Главный редактор журнала «Искусство кино» Антон Долин отмечает, что картина Рудакова «выстроена вокруг одного из сложнейших персонажей отечественной культуры ХХ века — автора “Колымских рассказов”» [1]. В своей рецензии он упоминает об особенностях поэтики Шаламова, которые связывает с методом «Литературы после ГУЛАГа»: «в нем каждый элемент равноценен целому, вымысел и факт нераздельны, а их синтез осуществляется именно через уникальный, моментально опознаваемый шаламовский язык». В чем состоит уникальность «шаламовского языка», этот кинокритик не раскрывает, но самим указанием на сугубо личностный авторский почерк Шаламова выставляет требование, которое можно отнести к формально-стилистической стороне экранного воплощения Шаламова. Именно ее подразумевают, когда идет речь о перенесении на экран произведения, чья поэтика признана уникальной, например, об «экранизации Платонова». То же требование иногда предъявляют и к биографическим произведениям, и тогда успех экранного воплощения автора ставится в зависимость от созвучия (в идеале — совпадения) экранного образа автора и его собственной поэтики, стиля — авторского «языка» [2]. В случае автора «Колымских рассказов» и «Колымских тетрадей» можно говорить о принципах «новой прозы» (термин Шаламова) и «тихого новаторства» (по отношению к стихам — определение Елены Семеновны Дунаевской [2]).

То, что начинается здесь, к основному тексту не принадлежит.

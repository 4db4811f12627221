//! CLI command implementations
//!
//! Every document command follows the same boot sequence:
//! 1. Configuration load and validation
//! 2. Schema load from `<data_dir>/metadata/schemas`
//! 3. Attach (path compilation against the requested schema)
//! 4. Line loop over stdin

use std::fs;
use std::io::{self, BufRead, Write};
use std::path::Path;
use std::sync::Arc;

use serde::{Deserialize, Serialize};
use serde_json::json;

use crate::document::Value;
use crate::encryption::{EncryptionConfig, FieldEncryption, ReadOptions};
use crate::keys::{FileKeyStore, KeyStore};
use crate::schema::SchemaRegistry;

use super::args::{Command, SchemaArgs};
use super::errors::{CliError, CliResult};
use super::io::{read_documents, write_error_to, write_response_to};

/// Configuration file structure
#[derive(Debug, Clone, Serialize, Deserialize)]
pub struct Config {
    /// Data directory (required)
    pub data_dir: String,

    /// Encryption settings
    #[serde(default)]
    pub encryption: EncryptionConfig,
}

impl Config {
    /// Load configuration from file
    ///
    /// # Errors
    ///
    /// - `Config` if the file cannot be read or parsed, or `data_dir` is empty
    /// - `Crypt` (`FLE_CONFIGURATION`) if the encryption settings are invalid
    pub fn load(path: &Path) -> CliResult<Self> {
        let content = fs::read_to_string(path)
            .map_err(|e| CliError::config(path, format!("failed to read: {}", e)))?;

        let config: Config = serde_json::from_str(&content)
            .map_err(|e| CliError::config(path, format!("invalid JSON: {}", e)))?;

        config.validate(path)?;

        Ok(config)
    }

    fn validate(&self, path: &Path) -> CliResult<()> {
        if self.data_dir.trim().is_empty() {
            return Err(CliError::config(path, "data_dir must not be empty"));
        }

        self.encryption.validate()?;
        Ok(())
    }

    /// Get data directory as Path
    pub fn data_path(&self) -> &Path {
        Path::new(&self.data_dir)
    }
}

/// Which way a document command transforms
#[derive(Debug, Clone, Copy, PartialEq, Eq)]
pub enum Direction {
    Encrypt,
    Decrypt,
}

/// Main CLI entry point
///
/// Parses arguments and dispatches to the appropriate command.
pub fn run() -> CliResult<()> {
    let cli = super::args::Cli::parse_args();
    run_command(cli.command)
}

/// Run the appropriate command based on CLI args
pub fn run_command(cmd: Command) -> CliResult<()> {
    let stdout = io::stdout();
    let mut out = stdout.lock();
    match cmd {
        Command::Init { config } => init(&config, &mut out),
        Command::Paths(args) => paths(&args, &mut out),
        Command::Encrypt(args) => transform(&args, Direction::Encrypt, io::stdin().lock(), &mut out),
        Command::Decrypt(args) => transform(&args, Direction::Decrypt, io::stdin().lock(), &mut out),
    }
}

/// Create the schema and key vault directories
pub fn init<W: Write>(config_path: &Path, out: &mut W) -> CliResult<()> {
    let config = Config::load(config_path)?;
    let data_dir = config.data_path();

    if is_initialized(data_dir) {
        return Err(CliError::AlreadyInitialized(data_dir.to_path_buf()));
    }

    fs::create_dir_all(data_dir.join("metadata").join("schemas"))?;
    fs::create_dir_all(data_dir.join("keyvault"))?;

    write_response_to(out, json!({"initialized": true}))
}

/// Print the compiled path set of a schema
pub fn paths<W: Write>(args: &SchemaArgs, out: &mut W) -> CliResult<()> {
    let config = Config::load(&args.config)?;
    let encryption = attach(&config, args)?;

    write_response_to(
        out,
        json!({
            "schema": encryption.schema(),
            "paths": encryption.paths().to_strings(),
        }),
    )
}

/// Encrypt or decrypt documents read from `input`, one per line
pub fn transform<R: BufRead, W: Write>(
    args: &SchemaArgs,
    direction: Direction,
    input: R,
    out: &mut W,
) -> CliResult<()> {
    let config = Config::load(&args.config)?;
    let encryption = attach(&config, args)?;

    let runtime = tokio::runtime::Builder::new_current_thread()
        .enable_all()
        .build()?;

    let summary = runtime.block_on(process_documents(&encryption, direction, input, out))?;

    tracing::info!(
        event = "CLI_BATCH_COMPLETE",
        schema = %encryption.schema(),
        processed = summary.processed,
        rejected = summary.rejected,
    );
    Ok(())
}

/// Counts of one stdin batch
#[derive(Debug, Default, Clone, Copy, PartialEq, Eq)]
pub struct BatchSummary {
    pub processed: usize,
    pub rejected: usize,
}

/// Transforms each input line and writes one response line per document.
///
/// A line that is not JSON, or a document that fails to transform, is
/// reported and skipped. Unreadable input or unwritable output stops the
/// batch.
pub async fn process_documents<R: BufRead, W: Write>(
    encryption: &FieldEncryption,
    direction: Direction,
    input: R,
    output: &mut W,
) -> CliResult<BatchSummary> {
    let mut summary = BatchSummary::default();

    for line in read_documents(input) {
        let mut doc = match line {
            Ok(json) => Value::from(json),
            Err(e @ CliError::Input { .. }) => {
                write_error_to(output, &e)?;
                summary.rejected += 1;
                continue;
            }
            Err(e) => return Err(e),
        };

        let result = match direction {
            Direction::Encrypt => encryption.encrypt_document(&mut doc).await,
            Direction::Decrypt => {
                encryption
                    .decrypt_document(&mut doc, ReadOptions::default())
                    .await
            }
        };

        match result {
            Ok(_) => {
                write_response_to(output, serde_json::Value::from(doc))?;
                summary.processed += 1;
            }
            Err(e) => {
                write_error_to(output, &CliError::from(e))?;
                summary.rejected += 1;
            }
        }
    }

    Ok(summary)
}

fn attach(config: &Config, args: &SchemaArgs) -> CliResult<FieldEncryption> {
    let data_dir = config.data_path();
    if !is_initialized(data_dir) {
        return Err(CliError::NotInitialized(data_dir.to_path_buf()));
    }

    let mut registry = SchemaRegistry::new(data_dir);
    registry.load_all()?;
    let schema = registry.resolve(&args.schema, &args.schema_version)?;

    let store: Arc<dyn KeyStore> = Arc::new(FileKeyStore::new(data_dir));
    Ok(FieldEncryption::local(schema, &registry, &config.encryption, store)?)
}

/// Check if a data directory is initialized
fn is_initialized(data_dir: &Path) -> bool {
    data_dir.join("metadata").join("schemas").exists() && data_dir.join("keyvault").exists()
}
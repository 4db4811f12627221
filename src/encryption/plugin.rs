//! # Field Encryption
//!
//! Binds one schema's compiled path set to a key resolver and a cipher and
//! exposes the document-level entry points.
//!
//! ## Invariants
//! - Configuration and schema errors surface at attach time
//! - A failed encrypt or decrypt leaves the caller's document unchanged
//! - Each logical key name is resolved at most once per cache lifetime

use std::sync::Arc;

use super::config::EncryptionConfig;
use crate::cipher::{Algorithm, Cipher, LocalCipher};
use crate::document::{DocumentWalker, Guard, LeafFuture, LeafTransform, Value};
use crate::error::{CryptError, CryptResult};
use crate::keys::{KeyCache, KeyResolver, KeyStore, LocalKeyVault};
use crate::path::{CanonicalPath, PathCompiler, PathSet};
use crate::schema::{Schema, SchemaRegistry};

/// Options for the read path
#[derive(Debug, Clone, Copy, Default, PartialEq, Eq)]
pub struct ReadOptions {
    /// Return documents with their blobs intact
    pub skip_decryption: bool,
}

impl ReadOptions {
    pub fn skip_decryption() -> Self {
        Self {
            skip_decryption: true,
        }
    }
}

/// Field-level encryption for documents of one schema
pub struct FieldEncryption {
    schema: String,
    paths: Arc<PathSet>,
    algorithm: Algorithm,
    key_name: String,
    resolver: Arc<dyn KeyResolver>,
    cipher: Arc<dyn Cipher>,
    keys: KeyCache,
}

impl std::fmt::Debug for FieldEncryption {
    fn fmt(&self, f: &mut std::fmt::Formatter<'_>) -> std::fmt::Result {
        f.debug_struct("FieldEncryption")
            .field("schema", &self.schema)
            .field("paths", &self.paths.to_strings())
            .field("algorithm", &self.algorithm)
            .field("key_name", &self.key_name)
            .finish_non_exhaustive()
    }
}

impl FieldEncryption {
    pub fn builder(config: EncryptionConfig) -> FieldEncryptionBuilder {
        FieldEncryptionBuilder::new(config)
    }

    /// Attaches encryption to `schema` with the given collaborators
    pub fn attach(
        schema: &Schema,
        registry: &SchemaRegistry,
        config: &EncryptionConfig,
        resolver: Arc<dyn KeyResolver>,
        cipher: Arc<dyn Cipher>,
    ) -> CryptResult<Self> {
        Self::builder(config.clone())
            .resolver(resolver)
            .cipher(cipher)
            .build_for(schema, registry)
    }

    /// Attaches encryption backed by a [`LocalKeyVault`] over `store`
    pub fn local(
        schema: &Schema,
        registry: &SchemaRegistry,
        config: &EncryptionConfig,
        store: Arc<dyn KeyStore>,
    ) -> CryptResult<Self> {
        Self::builder(config.clone())
            .key_store(store)
            .build_for(schema, registry)
    }

    /// Schema label, `id@version`
    pub fn schema(&self) -> &str {
        &self.schema
    }

    pub fn paths(&self) -> &PathSet {
        &self.paths
    }

    pub fn algorithm(&self) -> Algorithm {
        self.algorithm
    }

    pub fn key_name(&self) -> &str {
        &self.key_name
    }

    /// Encrypts every sensitive plaintext leaf of `doc` in place.
    ///
    /// Returns the number of leaves encrypted. Leaves that are already
    /// opaque are skipped, so encrypting twice is a no-op. On error `doc`
    /// is left unchanged.
    pub async fn encrypt_document(&self, doc: &mut Value) -> CryptResult<usize> {
        let walked = DocumentWalker::new(&self.paths)
            .walk(doc, &EncryptLeaf(self), &Guard::Plaintext)
            .await
            .map_err(|e| self.log_failure("encrypt", e))?;

        tracing::debug!(
            event = "DOCUMENT_ENCRYPTED",
            schema = %self.schema,
            fields = walked.transformed,
        );
        *doc = walked.value;
        Ok(walked.transformed)
    }

    /// Returns an encrypted copy of `doc`
    pub async fn encrypt_instance(&self, doc: &Value) -> CryptResult<Value> {
        let mut copy = doc.clone();
        self.encrypt_document(&mut copy).await?;
        Ok(copy)
    }

    /// Decrypts every sensitive blob of `doc` in place unless the options
    /// ask to skip it. On error `doc` is left unchanged.
    pub async fn decrypt_document(&self, doc: &mut Value, options: ReadOptions) -> CryptResult<usize> {
        if options.skip_decryption {
            tracing::debug!(event = "DECRYPTION_SKIPPED", schema = %self.schema);
            return Ok(0);
        }

        let walked = DocumentWalker::new(&self.paths)
            .walk(doc, &DecryptLeaf(self), &Guard::Opaque)
            .await
            .map_err(|e| self.log_failure("decrypt", e))?;

        tracing::debug!(
            event = "DOCUMENT_DECRYPTED",
            schema = %self.schema,
            fields = walked.transformed,
        );
        *doc = walked.value;
        Ok(walked.transformed)
    }

    /// Returns a decrypted copy of `doc`
    pub async fn decrypt_instance(&self, doc: &Value) -> CryptResult<Value> {
        let mut copy = doc.clone();
        self.decrypt_document(&mut copy, ReadOptions::default()).await?;
        Ok(copy)
    }

    /// Forgets resolved key handles; the next encryption resolves again
    pub fn clear_key_cache(&self) {
        self.keys.clear();
    }

    fn log_failure(&self, operation: &'static str, err: CryptError) -> CryptError {
        tracing::warn!(
            event = "DOCUMENT_TRANSFORM_FAILED",
            schema = %self.schema,
            operation = operation,
            code = err.code(),
            error = %err,
        );
        err
    }
}

struct EncryptLeaf<'e>(&'e FieldEncryption);

impl LeafTransform for EncryptLeaf<'_> {
    fn transform<'a>(&'a self, path: &'a CanonicalPath, leaf: &'a Value) -> LeafFuture<'a> {
        let enc = self.0;
        Box::pin(async move {
            let key = enc
                .keys
                .get_or_resolve(&enc.key_name, enc.resolver.as_ref())
                .await
                .map_err(|source| CryptError::KeyResolution {
                    key_name: enc.key_name.clone(),
                    source,
                })?;

            let blob = enc
                .cipher
                .forward(leaf, key, enc.algorithm)
                .await
                .map_err(|source| CryptError::Transform {
                    path: path.to_string(),
                    source,
                })?;
            Ok(Value::Opaque(blob))
        })
    }
}

struct DecryptLeaf<'e>(&'e FieldEncryption);

impl LeafTransform for DecryptLeaf<'_> {
    fn transform<'a>(&'a self, path: &'a CanonicalPath, leaf: &'a Value) -> LeafFuture<'a> {
        let enc = self.0;
        Box::pin(async move {
            let Some(blob) = leaf.as_blob() else {
                return Ok(leaf.clone());
            };
            enc.cipher
                .backward(blob)
                .await
                .map_err(|source| CryptError::Transform {
                    path: path.to_string(),
                    source,
                })
        })
    }
}

/// Builder for [`FieldEncryption`]
pub struct FieldEncryptionBuilder {
    config: EncryptionConfig,
    resolver: Option<Arc<dyn KeyResolver>>,
    cipher: Option<Arc<dyn Cipher>>,
    store: Option<Arc<dyn KeyStore>>,
    paths: Option<PathSet>,
}

impl FieldEncryptionBuilder {
    fn new(config: EncryptionConfig) -> Self {
        Self {
            config,
            resolver: None,
            cipher: None,
            store: None,
            paths: None,
        }
    }

    pub fn resolver(mut self, resolver: Arc<dyn KeyResolver>) -> Self {
        self.resolver = Some(resolver);
        self
    }

    pub fn cipher(mut self, cipher: Arc<dyn Cipher>) -> Self {
        self.cipher = Some(cipher);
        self
    }

    /// Use a [`LocalKeyVault`] over `store` for whichever of resolver and
    /// cipher is not set explicitly
    pub fn key_store(mut self, store: Arc<dyn KeyStore>) -> Self {
        self.store = Some(store);
        self
    }

    /// Use `paths` instead of compiling the schema
    pub fn paths(mut self, paths: PathSet) -> Self {
        self.paths = Some(paths);
        self
    }

    /// Validates the configuration, compiles the schema, and builds.
    ///
    /// # Errors
    ///
    /// - `Configuration` for invalid config or missing collaborators
    /// - `Schema` if the schema cannot be compiled
    pub fn build_for(self, schema: &Schema, registry: &SchemaRegistry) -> CryptResult<FieldEncryption> {
        self.config.validate()?;
        let key_name = self.config.key_name()?.to_string();

        let (resolver, cipher) = match (self.resolver, self.cipher, self.store) {
            (Some(resolver), Some(cipher), _) => (resolver, cipher),
            (resolver, cipher, Some(store)) => {
                let secret = self.config.decoded_secret()?;
                let vault = Arc::new(
                    LocalKeyVault::new(self.config.key_vault.clone(), &secret, store)
                        .map_err(|e| CryptError::configuration(e.to_string()))?,
                );
                let resolver = resolver.unwrap_or_else(|| Arc::clone(&vault) as Arc<dyn KeyResolver>);
                let cipher = cipher.unwrap_or_else(|| Arc::new(LocalCipher::new(vault)) as Arc<dyn Cipher>);
                (resolver, cipher)
            }
            _ => {
                return Err(CryptError::configuration(
                    "a key resolver and cipher, or a key store, are required",
                ))
            }
        };

        let label = schema.label();
        let (paths, source) = match self.paths {
            Some(paths) => (paths, "override"),
            None => (PathCompiler::new(registry).compile(schema)?, "compiled"),
        };

        tracing::info!(
            event = "PATHS_COMPILED",
            schema = %label,
            source = source,
            paths = paths.len(),
        );

        Ok(FieldEncryption {
            schema: label,
            paths: Arc::new(paths),
            algorithm: self.config.algorithm,
            key_name,
            resolver,
            cipher,
            keys: KeyCache::new(),
        })
    }
}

И хотя Долин не готов отождествить «начинающего режиссера» и «сильнейшего русского писателя послевоенной поры», он усматривает одну важную черту, в которой, по его мнению, совпадают режиссер и знаменитый герой его фильма:

«Рудаков как минимум пытается заниматься тем же: поиском адекватного языка для разговора о невыносимом опыте. В случае Шаламова — опыте, не закончившемся с освобождением из лагерей, где он провел два десятилетия, а тянувшемся до самого конца мученической, страшной жизни».

Он усматривает параллель между сюжетной линией, связанной с поисками текстов Шаламова, и своеобразной фрагментарностью колымской прозы: «сверхзадача» молодых персонажей по собиранию книги из разрозненных «припрятанных» текстов находит свое отражение в попытке связать воедино ряд эпизодов, составляющих фильм, в этом Рудаков «амбициозно соревнуется с шаламовским принципом сборки кратких рассказов-зарисовок в единый текст, каковым он считал каждый свой авторский сборник». Действительно, Шаламов придавал крайне важное значение составу каждого из сборников своих рассказов, их порядку. И конечно, он искал языковые средства для адекватного описания своего опыта, однако речь должна идти не столько о «поисках» какого-то готового языка (если подразумевать под языком всю совокупность приемов, средств, стиля и т.д.), сколько об изобретении языка, которую он сам называл простым словом «новая проза». Ссылка на режиссеров, с работами которых у Долина ассоциируется фильм «Сентенция» (Сокуров, Линч), позволяет сделать вывод, что в случае Рудакова нужно говорить скорее о подражании, нежели действительном новаторстве.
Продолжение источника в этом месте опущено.